I’m so glad to have a printed copy of this version of GURPS Autoduel. I have no problem with Darryl Elliott’s cover for the 2nd edition, but Denis Loubet’s original cover is my absolute favorite Car Wars illustration ever.
Convoy was one of the best supplements, as sort of choose-your-own adventure with Car Wars battles along the way. Whenever I wanted to immerse myself in that world or think about Auto Fire, I’d page through a bit of this guy. The book was one of the hardest losses from the move (or whenever it disappeared), and the PDF was I think my very first purchase from Warehouse 23.
I cracked open the bonus pocket box for the first time and it feels nice and solid.
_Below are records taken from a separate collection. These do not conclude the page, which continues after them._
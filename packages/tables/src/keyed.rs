//! Rows flattened into a map keyed by an identifying column.
//!
//! Listing sections carry one vehicle per row with a code column such as
//! `"CÓDIGO DE VENDAS"`. Every classified table whose header matches that
//! column contributes its rows as `code → remaining columns`, regardless of
//! the section it was filed under.

use std::collections::BTreeMap;

use price_sheet_models::{ColumnRef, GroupMap};

use crate::CellLocator;

/// Row value maps keyed by the identifying cell.
pub type KeyedRows = BTreeMap<String, BTreeMap<String, String>>;

impl CellLocator {
    /// Collects the rows of every table with a header matching
    /// `key_column`.
    ///
    /// Rows with an empty key cell are skipped. A key listed again replaces
    /// the earlier row.
    #[must_use]
    pub fn keyed_rows(&self, groups: &GroupMap, key_column: &str) -> KeyedRows {
        let column = ColumnRef::ByName(key_column.to_owned());
        let mut keyed = KeyedRows::new();
        let mut tables = 0_usize;

        for group in groups.iter() {
            for table in &group.tables {
                let Some(key_index) = self.resolve_column(table, &column) else {
                    continue;
                };
                tables += 1;

                for row in table.rows() {
                    let Some(key) = row
                        .get(key_index)
                        .map(|k| k.trim())
                        .filter(|k| !k.is_empty())
                    else {
                        continue;
                    };

                    let values = table
                        .headers()
                        .iter()
                        .zip(row)
                        .enumerate()
                        .filter(|(i, _)| *i != key_index)
                        .map(|(_, (header, value))| (header.clone(), value.clone()))
                        .collect();

                    if keyed.insert(key.to_owned(), values).is_some() {
                        log::debug!(
                            "Key '{key}' listed again in '{}'; keeping the latest row",
                            group.name
                        );
                    }
                }
            }
        }

        log::info!(
            "Keyed {} rows by '{key_column}' from {tables} tables",
            keyed.len()
        );
        keyed
    }
}

#[cfg(test)]
mod tests {
    use price_sheet_models::RawTable;

    use super::*;

    fn strings(items: &[&str]) -> Vec<String> {
        items.iter().map(|s| (*s).to_owned()).collect()
    }

    fn listing(rows: &[&[&str]]) -> RawTable {
        RawTable::new(
            strings(&[
                "CÓDIGO DE VENDAS",
                "DESCRIÇÃO VENDAS",
                "MARCA MODELO",
                "DESCRIÇÃO CAT",
                "PRODUÇÃO",
            ]),
            rows.iter().map(|r| strings(r)).collect(),
        )
    }

    #[test]
    fn rows_of_every_matching_table_are_keyed_by_code() {
        let mut groups = GroupMap::with_groups(&["Introduction", "Configuration"]);
        groups.file(
            "Introduction",
            listing(&[&["1TR48", "TRACKER 1.0", "123", "SUV", "Nacional"]]),
        );
        groups.file(
            "Configuration",
            RawTable::new(strings(&["Item", "AT"]), vec![strings(&["Teto", "S"])]),
        );
        groups.file(
            "Configuration",
            listing(&[
                &["1TR58", "TRACKER LT", "124", "SUV", "Nacional"],
                &["", "sem código", "0", "-", "-"],
            ]),
        );

        let keyed = CellLocator::default().keyed_rows(&groups, "Código de vendas");

        let codes: Vec<&str> = keyed.keys().map(String::as_str).collect();
        assert_eq!(codes, vec!["1TR48", "1TR58"]);
        assert_eq!(keyed["1TR48"]["DESCRIÇÃO VENDAS"], "TRACKER 1.0");
        assert_eq!(keyed["1TR58"]["MARCA MODELO"], "124");
        assert!(!keyed["1TR48"].contains_key("CÓDIGO DE VENDAS"));
    }

    #[test]
    fn repeated_code_keeps_latest_row() {
        let mut groups = GroupMap::with_groups(&["Introduction"]);
        groups.file(
            "Introduction",
            listing(&[
                &["1TR48", "old", "1", "SUV", "Nacional"],
                &["1TR48", "new", "2", "SUV", "Nacional"],
            ]),
        );

        let keyed = CellLocator::default().keyed_rows(&groups, "CÓDIGO DE VENDAS");

        assert_eq!(keyed.len(), 1);
        assert_eq!(keyed["1TR48"]["DESCRIÇÃO VENDAS"], "new");
    }

    #[test]
    fn no_matching_header_yields_empty_map() {
        let mut groups = GroupMap::with_groups(&["Configuration"]);
        groups.file(
            "Configuration",
            RawTable::new(strings(&["Item", "AT"]), vec![strings(&["Teto", "S"])]),
        );

        assert!(
            CellLocator::default()
                .keyed_rows(&groups, "CÓDIGO DE VENDAS")
                .is_empty()
        );
    }
}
Feels similar to a slightly-undersized clamshell VHS case (for those that know what those feel like).
Once again, comparing old (right) versus new (left).
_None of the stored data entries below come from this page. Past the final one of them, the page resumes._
//! First scan: recognizes listing lines and builds keyed records.
//!
//! The scanner is a two-state machine driven one line at a time:
//!
//! | State            | Line                                   | Next state       |
//! |------------------|----------------------------------------|------------------|
//! | `SeekingHeader`  | similar to the header anchor           | `ReadingRecords` |
//! | `SeekingHeader`  | anything else                          | `SeekingHeader`  |
//! | `ReadingRecords` | code of the expected width, not footer | `ReadingRecords` |
//! | `ReadingRecords` | anything else                          | `SeekingHeader`  |
//!
//! State carries across page boundaries. A listing interrupted by a page
//! break resumes once the next page repeats the column header.

use std::collections::BTreeMap;

use price_sheet_fuzzy::{DEFAULT_THRESHOLD, is_similar};
use price_sheet_models::{
    BRAND_FIELD, DESCRIPTION_FIELD, LINE_FIELD, ParserState, RecordList, TextPage, VehicleRecord,
};
use serde::Deserialize;

use crate::DEFAULT_FOOTER_ANCHOR;

/// Immutable settings for the listing scan.
#[derive(Debug, Clone, PartialEq, Eq, Deserialize)]
#[serde(default)]
pub struct ParserConfig {
    /// Text of the column header line that opens a listing region.
    pub header_anchor: String,
    /// Text of the footer line that closes a listing region.
    pub footer_anchor: String,
    /// Exact character width of a record's leading code.
    pub code_width: usize,
    /// Index of the token where the model name starts.
    pub name_token: usize,
    /// Tokens that end the model name (matched case-insensitively).
    pub fuel_types: Vec<String>,
    /// Column names paired with each record's values. When empty, the
    /// tokens of the matched header line are used.
    pub column_names: Vec<String>,
    /// Column split into the derived `line` and `description` fields.
    /// Defaults to the name column.
    pub composite_column: Option<String>,
    /// Brand attached to every record.
    pub brand: String,
    /// Similarity threshold for anchor matching.
    pub threshold: u8,
}

impl Default for ParserConfig {
    fn default() -> Self {
        Self {
            header_anchor: "MVS MY DESCRIÇÃO COMB. PREÇO(R$) PÁGINA".to_owned(),
            footer_anchor: DEFAULT_FOOTER_ANCHOR.to_owned(),
            code_width: 7,
            name_token: 2,
            fuel_types: ["flex", "diesel", "gasolina"].map(ToOwned::to_owned).to_vec(),
            column_names: Vec::new(),
            composite_column: None,
            brand: "Jeep".to_owned(),
            threshold: DEFAULT_THRESHOLD,
        }
    }
}

impl ParserConfig {
    fn is_fuel(&self, token: &str) -> bool {
        let token = token.to_lowercase();
        self.fuel_types.iter().any(|f| f.to_lowercase() == token)
    }
}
Comparing the old with the new here (new on top), the inside was lovingly recreated with all the usual inserts, with some bonus surprises including a set of two d6’s (which conveniently fit in the larger boxes!).
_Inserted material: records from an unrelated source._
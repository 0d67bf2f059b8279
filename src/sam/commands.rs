//! Operator commands exposed through the `sam` binary.

use serde_json::json;

use crate::plugin_policy::{
    load_allowlist_document, write_allowlist_document, PluginPolicy,
};

/// Compute the digest for a plugin library and pin it in the allowlist.
///
/// Updates `modules[<module>]` and, when given, `entry_points[<entry_point>]`
/// in one atomic rewrite. Returns a process exit code: `0` on success, `1`
/// when the module cannot be resolved or hashed or the allowlist cannot be
/// written.
pub fn trust_plugin(module: &str, entry_point: Option<&str>, label: Option<&str>) -> i32 {
    let policy = PluginPolicy::from_env();

    let metadata = policy.resolve_metadata(module);
    let origin = match &metadata.origin {
        Some(origin) => origin.display().to_string(),
        None => {
            eprintln!(
                "Could not locate module '{}'. Ensure the library file exists.",
                module
            );
            return 1;
        }
    };
    let digest = match &metadata.sha256 {
        Some(digest) => digest.clone(),
        None => {
            eprintln!(
                "Unable to compute digest for '{}' (origin: {}).",
                module, origin
            );
            return 1;
        }
    };

    let mut doc = load_allowlist_document(&policy.allowlist_path);

    let mut record = serde_json::Map::new();
    record.insert("sha256".to_string(), json!(digest));
    if let Some(label) = label {
        record.insert("label".to_string(), json!(label));
    }
    doc.modules
        .insert(module.to_string(), serde_json::Value::Object(record));

    if let Some(ep) = entry_point {
        let mut record = serde_json::Map::new();
        record.insert("module".to_string(), json!(module));
        record.insert("sha256".to_string(), json!(digest));
        if let Some(label) = label {
            record.insert("label".to_string(), json!(label));
        }
        doc.entry_points
            .insert(ep.to_string(), serde_json::Value::Object(record));
    }

    if let Err(e) = write_allowlist_document(&policy.allowlist_path, &doc) {
        eprintln!(
            "Failed to update allowlist {}: {}",
            policy.allowlist_path.display(),
            e
        );
        return 1;
    }

    println!("Plugin allowlist updated");
    println!("   Module: {}", module);
    println!("   Digest: {}", digest);
    if let Some(ep) = entry_point {
        println!("   Entry point: {}", ep);
    }
    if let Some(label) = label {
        println!("   Label: {}", label);
    }
    println!();
    if !policy.enabled {
        println!(
            "Plugins remain disabled. Set SAM_ENABLE_PLUGINS=true and restart to load trusted plugins."
        );
    } else if policy.allow_unverified {
        println!(
            "SAM_PLUGIN_ALLOW_UNVERIFIED is enabled; consider disabling for strict enforcement."
        );
    }

    0
}

#[cfg(test)]
mod tests {
    use super::*;
    use crate::plugin_policy::PluginPolicy;

    #[test]
    fn test_trust_missing_module_fails() {
        assert_eq!(trust_plugin("/definitely/not/here.so", None, None), 1);
    }

    #[test]
    fn test_trust_writes_module_and_entry_point() {
        let dir = tempfile::tempdir().expect("tempdir");
        let lib = dir.path().join("wallet.so");
        std::fs::write(&lib, b"library bytes").expect("write");
        let allowlist = dir.path().join("allowlist.json");

        // trust_plugin reads SAM_PLUGIN_ALLOWLIST_FILE through from_env.
        std::env::set_var("SAM_PLUGIN_ALLOWLIST_FILE", &allowlist);
        let code = trust_plugin(
            &lib.display().to_string(),
            Some("wallet"),
            Some("wallet tools"),
        );
        std::env::remove_var("SAM_PLUGIN_ALLOWLIST_FILE");
        assert_eq!(code, 0);

        let policy = PluginPolicy::new(true, false, allowlist);
        let meta = policy.resolve_metadata(&lib.display().to_string());
        assert!(policy.permits(&meta, Some("wallet")));
        assert!(policy.permits(&meta, None));
    }
}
The new edition (right) is pretty much a direct scan of the original books (aside from a small note in the header), so this is as close to 1983 as you can get. This does mean you should expect whatever typos and game-balance quirks existed at the time.
My old copy (left) has a promo for Sunday Drivers for $5, while this reprint advertises Crash City (Sunday Drivers’ revised name) for a slightly higher price. The reprint also promotes Car Wars Deluxe, which was released closer to the mid-80’s. Not sure of the exact year of each.
These tiny little bonus notebooks they tucked into each pocket box are delightful.
Keeping with absolute authenticity, there are uncut counter sheets included as the originals had, but there are also die-cut versions of every counter so you don’t have to crack out the scissors.
The die-cut counters have a bit of extra thickness to them, which is great: The original 1/2″ x 1/4″ counters in particular were so thin and light that they were very hard to handle, and don’t you dare sneeze…
Moving on to treasure trove #2!
Two more expansion sets, Crash City, an Autoduel Quarterly collection and one of the Uncle Albert’s Catalogs, along with Zombietown and another bonus pocket box. Zombietown USA for GURPS Autoduel is one I’ve never owned and am eager to dig into.
Opening Box #3!
There’s some beefy stuff in here: Autoduel Champions(!), Chopper Challenge, the vehicle counter expansion set, another Uncle Al’s, and the AADA Vehicle Guide. A couple bonus pocket boxes and two folders are also tucked in here…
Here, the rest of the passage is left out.